In developing countries, the basic infrastructural barriers to new technologies are the lack of centralized grids of the sort established in the western world in the 20th century. Even before the 20th century, technologies in the western world were snapped to grids and access was spread out as far as possible. Railroads, canals, and roads connected trade and travel routes as efficiently as means would permit. Infrastructure grew alongside the technology, from transAtlantic telegraph cables in 1858 to the internet boom in the 90s and 00s. The western world followed a well-trodden path with the spread of each new technology.

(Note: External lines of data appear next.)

use serde_json::Value;
use std::collections::HashMap;
use std::fmt;
use std::str::FromStr;
use std::sync::Arc;
use thiserror::Error;
use tracing::{debug, info};

use crate::context::{RequestContext, ResponseSink};

/// The fixed set of lifecycle events a resource exposes.
#[derive(Debug, Clone, Copy, PartialEq, Eq, Hash)]
pub enum LifecycleEvent {
    List,
    View,
    Create,
    Update,
    Validate,
    Delete,
}

impl LifecycleEvent {
    pub const ALL: [LifecycleEvent; 6] = [
        LifecycleEvent::List,
        LifecycleEvent::View,
        LifecycleEvent::Create,
        LifecycleEvent::Update,
        LifecycleEvent::Validate,
        LifecycleEvent::Delete,
    ];

    #[must_use]
    pub fn as_str(self) -> &'static str {
        match self {
            LifecycleEvent::List => "list",
            LifecycleEvent::View => "view",
            LifecycleEvent::Create => "create",
            LifecycleEvent::Update => "update",
            LifecycleEvent::Validate => "validate",
            LifecycleEvent::Delete => "delete",
        }
    }
}

impl fmt::Display for LifecycleEvent {
    fn fmt(&self, f: &mut fmt::Formatter<'_>) -> fmt::Result {
        f.write_str(self.as_str())
    }
}

/// Returned by [`LifecycleEvent::from_str`] for names outside the fixed set.
#[derive(Debug, Clone, PartialEq, Eq, Error)]
#[error("unknown lifecycle event {0:?}")]
pub struct UnknownEvent(pub String);

impl FromStr for LifecycleEvent {
    type Err = UnknownEvent;

    fn from_str(s: &str) -> Result<Self, Self::Err> {
        LifecycleEvent::ALL
            .into_iter()
            .find(|e| e.as_str() == s)
            .ok_or_else(|| UnknownEvent(s.to_string()))
    }
}

/// What a listener decided in chained mode.
#[derive(Debug, Clone, PartialEq)]
pub enum Outcome {
    /// Hand control to the next listener (or the terminal step).
    Continue,
    /// End the request now with this status and body.
    Respond { status: u16, body: Value },
}

impl Outcome {
    #[must_use]
    pub fn respond(status: u16, body: Value) -> Self {
        Outcome::Respond { status, body }
    }

    /// Short-circuit with status 200.
    #[must_use]
    pub fn ok(body: Value) -> Self {
        Outcome::Respond { status: 200, body }
    }

    #[must_use]
    pub fn is_continue(&self) -> bool {
        matches!(self, Outcome::Continue)
    }
}

/// Arguments handed to a listener.
///
/// `request` is `None` when the event was raised with [`EventDispatcher::notify`].
#[derive(Debug, Clone, Copy)]
pub struct EventArgs<'a> {
    pub event: LifecycleEvent,
    pub request: Option<&'a RequestContext>,
    pub value: &'a Value,
}

/// Shared listener handle.
pub type Listener = Arc<dyn Fn(&EventArgs<'_>) -> Outcome + Send + Sync>;

/// Usage violations detected while dispatching.
#[derive(Debug, Clone, PartialEq, Eq, Error)]
pub enum DispatchError {
    #[error("response {first_status} already sent; second response {attempted_status} rejected")]
    AlreadyResponded {
        first_status: u16,
        attempted_status: u16,
    },
}

/// How a chained walk ended.
#[derive(Debug, Clone, Copy, PartialEq, Eq)]
pub enum ChainOutcome {
    /// Every listener continued; the terminal step should run.
    Completed,
    /// The listener at `index` responded; nothing else may run.
    ShortCircuited { index: usize, status: u16 },
}

/// Ordered listener lists, one per lifecycle event.
///
/// Insertion order is invocation order. Entries are never reordered or deduplicated.
#[derive(Clone, Default)]
pub struct ListenerRegistry {
    listeners: HashMap<LifecycleEvent, Vec<Listener>>,
}

impl ListenerRegistry {
    #[must_use]
    pub fn new() -> Self {
        Self::default()
    }

    pub fn push(&mut self, event: LifecycleEvent, listener: Listener) {
        self.listeners.entry(event).or_default().push(listener);
    }

    #[must_use]
    pub fn get(&self, event: LifecycleEvent) -> &[Listener] {
        self.listeners.get(&event).map(Vec::as_slice).unwrap_or(&[])
    }

    #[must_use]
    pub fn len(&self, event: LifecycleEvent) -> usize {
        self.get(event).len()
    }
}

impl fmt::Debug for ListenerRegistry {
    fn fmt(&self, f: &mut fmt::Formatter<'_>) -> fmt::Result {
        let mut map = f.debug_map();
        for event in LifecycleEvent::ALL {
            map.entry(&event.as_str(), &self.len(event));
        }
        map.finish()
    }
}

/// Position of one chained walk over an event's listener list.
///
/// Created per [`EventDispatcher::trigger`] call and dropped when it returns.
pub struct DispatchCursor<'r> {
    listeners: &'r [Listener],
    index: usize,
}

impl<'r> DispatchCursor<'r> {
    #[must_use]
    pub fn new(listeners: &'r [Listener]) -> Self {
        Self {
            listeners,
            index: 0,
        }
    }

    #[must_use]
    pub fn index(&self) -> usize {
        self.index
    }

    /// Invoke the listener under the cursor and advance. `None` once exhausted.
    pub fn step(&mut self, args: &EventArgs<'_>) -> Option<(usize, Outcome)> {
        let listener = self.listeners.get(self.index)?;
        let position = self.index;
        self.index += 1;
        Some((position, listener(args)))
    }
}

/// Per-resource listener registry plus the invocation protocol.
///
/// Listeners are added while the owning controller is still exclusively borrowed
/// (at startup); afterwards the dispatcher is only read.
#[derive(Clone, Default)]
pub struct EventDispatcher {
    resource: String,
    registry: ListenerRegistry,
}

impl EventDispatcher {
    #[must_use]
    pub fn new(resource: &str) -> Self {
        Self {
            resource: resource.to_string(),
            registry: ListenerRegistry::new(),
        }
    }

    /// Append a listener to `event`'s chain.
    pub fn add_listener<F>(&mut self, event: LifecycleEvent, listener: F)
    where
        F: Fn(&EventArgs<'_>) -> Outcome + Send + Sync + 'static,
    {
        self.registry.push(event, Arc::new(listener));
        debug!(
            resource = %self.resource,
            event = %event,
            position = self.registry.len(event) - 1,
            "Listener registered"
        );
    }

    /// Register by event name. Names outside the fixed set are accepted but never
    /// triggered; returns whether the listener was attached to a real event.
    pub fn add_listener_named<F>(&mut self, name: &str, listener: F) -> bool
    where
        F: Fn(&EventArgs<'_>) -> Outcome + Send + Sync + 'static,
    {
        match name.parse::<LifecycleEvent>() {
            Ok(event) => {
                self.add_listener(event, listener);
                true
            }
            Err(_) => {
                debug!(
                    resource = %self.resource,
                    event = %name,
                    "Listener for unrecognized event will never be triggered"
                );
                false
            }
        }
    }

    #[must_use]
    pub fn listener_count(&self, event: LifecycleEvent) -> usize {
        self.registry.len(event)
    }

    #[must_use]
    pub fn registry(&self) -> &ListenerRegistry {
        &self.registry
    }

    /// Fire-and-forget: run every listener in order with only the value.
    /// Outcomes are ignored and no terminal step exists.
    pub fn notify(&self, event: LifecycleEvent, value: &Value) {
        let listeners = self.registry.get(event);
        if listeners.is_empty() {
            return;
        }
        let args = EventArgs {
            event,
            request: None,
            value,
        };
        for listener in listeners {
            let _ignored = listener(&args);
        }
        debug!(
            resource = %self.resource,
            event = %event,
            listeners = listeners.len(),
            "Event notified"
        );
    }

    /// Walk `event`'s listeners one at a time until one responds or all continue.
    ///
    /// A responding listener's status and body are written to `sink`.
    pub fn run_chain(
        &self,
        event: LifecycleEvent,
        ctx: &RequestContext,
        value: &Value,
        sink: &mut ResponseSink,
    ) -> Result<ChainOutcome, DispatchError> {
        let listeners = self.registry.get(event);
        if listeners.is_empty() {
            return Ok(ChainOutcome::Completed);
        }

        let args = EventArgs {
            event,
            request: Some(ctx),
            value,
        };
        let mut cursor = DispatchCursor::new(listeners);
        while let Some((index, outcome)) = cursor.step(&args) {
            match outcome {
                Outcome::Continue => {
                    debug!(
                        request_id = %ctx.request_id,
                        resource = %self.resource,
                        event = %event,
                        listener = index,
                        "Listener continued"
                    );
                }
                Outcome::Respond { status, body } => {
                    info!(
                        request_id = %ctx.request_id,
                        resource = %self.resource,
                        event = %event,
                        listener = index,
                        status = status,
                        "Listener short-circuited request"
                    );
                    sink.send(status, body)?;
                    return Ok(ChainOutcome::ShortCircuited { index, status });
                }
            }
        }
        Ok(ChainOutcome::Completed)
    }

    /// Chained dispatch: run the listeners, then `terminal` exactly once if none
    /// short-circuited. With no listeners `terminal` runs immediately.
    pub fn trigger<E, F>(
        &self,
        event: LifecycleEvent,
        ctx: &RequestContext,
        value: &Value,
        sink: &mut ResponseSink,
        terminal: F,
    ) -> Result<(), E>
    where
        F: FnOnce(&mut ResponseSink) -> Result<(), E>,
        E: From<DispatchError>,
    {
        match self.run_chain(event, ctx, value, sink)? {
            ChainOutcome::Completed => terminal(sink),
            ChainOutcome::ShortCircuited { .. } => Ok(()),
        }
    }
}

impl fmt::Debug for EventDispatcher {
    fn fmt(&self, f: &mut fmt::Formatter<'_>) -> fmt::Result {
        f.debug_struct("EventDispatcher")
            .field("resource", &self.resource)
            .field("registry", &self.registry)
            .finish()
    }
}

While a massive infrastructural development program across the developing world would improve transportation and connect disconnected economies, such an undertaking is an absurdity. Africa alone can swallow up four times the land area of the continental US and could digest 4 times the US highway system without a burp.
A working system for improved connectivity would follow the pattern of the cell phone. Without central power grids, localized solutions have become an economic necessity in many places. Local options and examples abound across the developing world. Some opt for fossil fuels, others spearhead unique options made possible by their location. In the Philippines, many villages are opting for micro-hydro power. In India, companies are using rice husks, an overabundant and mostly useless resource, to power electrical power stations. The World Bank and other organizations are encouraging this model that creates localized power supply independent from grids, unstable states, and other problems that plague development in many developing countries.
Like cell phones and towers, these local power hubs create coverage for a limited region. Economic viability of private ventures and aid programs work together to expand coverage. Like early railroad lines, isolated power hubs become nodes in a greater networks as growth continues, permitting easy connections between regions.
The developing world can leapfrog trains, canals, and telegrams into the world of electricity and the internet. It cannot, however, expect to match the pace of the developed world in new technologies until a foundation of electricity and economic self-sufficiency work in tandem with good government to create the information literacy necessary to spread the full benefits of 21st century technologies to entire populations of developing nations. Unfortunately, this can only begin with the catalyst of potential riches and success that will encourage investment and infrastructural development. Luckily, the developing world holds these potentials in natural resources and human resources.
Even as the western world lacks cell reception in many areas, so will the technological developments miss areas of the developing world. These areas are constantly diminishing, however, as development projects learn from their mistakes and continue to expand. The developing world will still, however, be developing for a long time to come. The best the world might hope for is for a small handful of countries to leave that long list in the decades to come, going from a world of cellphones to the 21st century world of complete cyber connectivity.